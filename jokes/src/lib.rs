// Авторские права (c) 2025 urdekcah. Все права защищены.
//
// Этот исходный код распространяется под лицензией AGPL-3.0,
// текст которой находится в файле LICENSE в корневом каталоге данного проекта.
pub mod models;
pub mod service;

pub use models::JokeSnippet;
pub use service::{JokeApi, JokeClient};

pub mod constants {
  use std::time::Duration;
  pub(crate) const DEFAULT_BASE_URL: &str = "https://api.chucknorris.io";
  pub(crate) const REQUEST_TIMEOUT: Duration = Duration::from_secs(10);
}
————————
_TASK STATEMENT_
Every line of the listing that holds the string "crate" counts once. Give the total alone.

_RESPONSE BOX_
2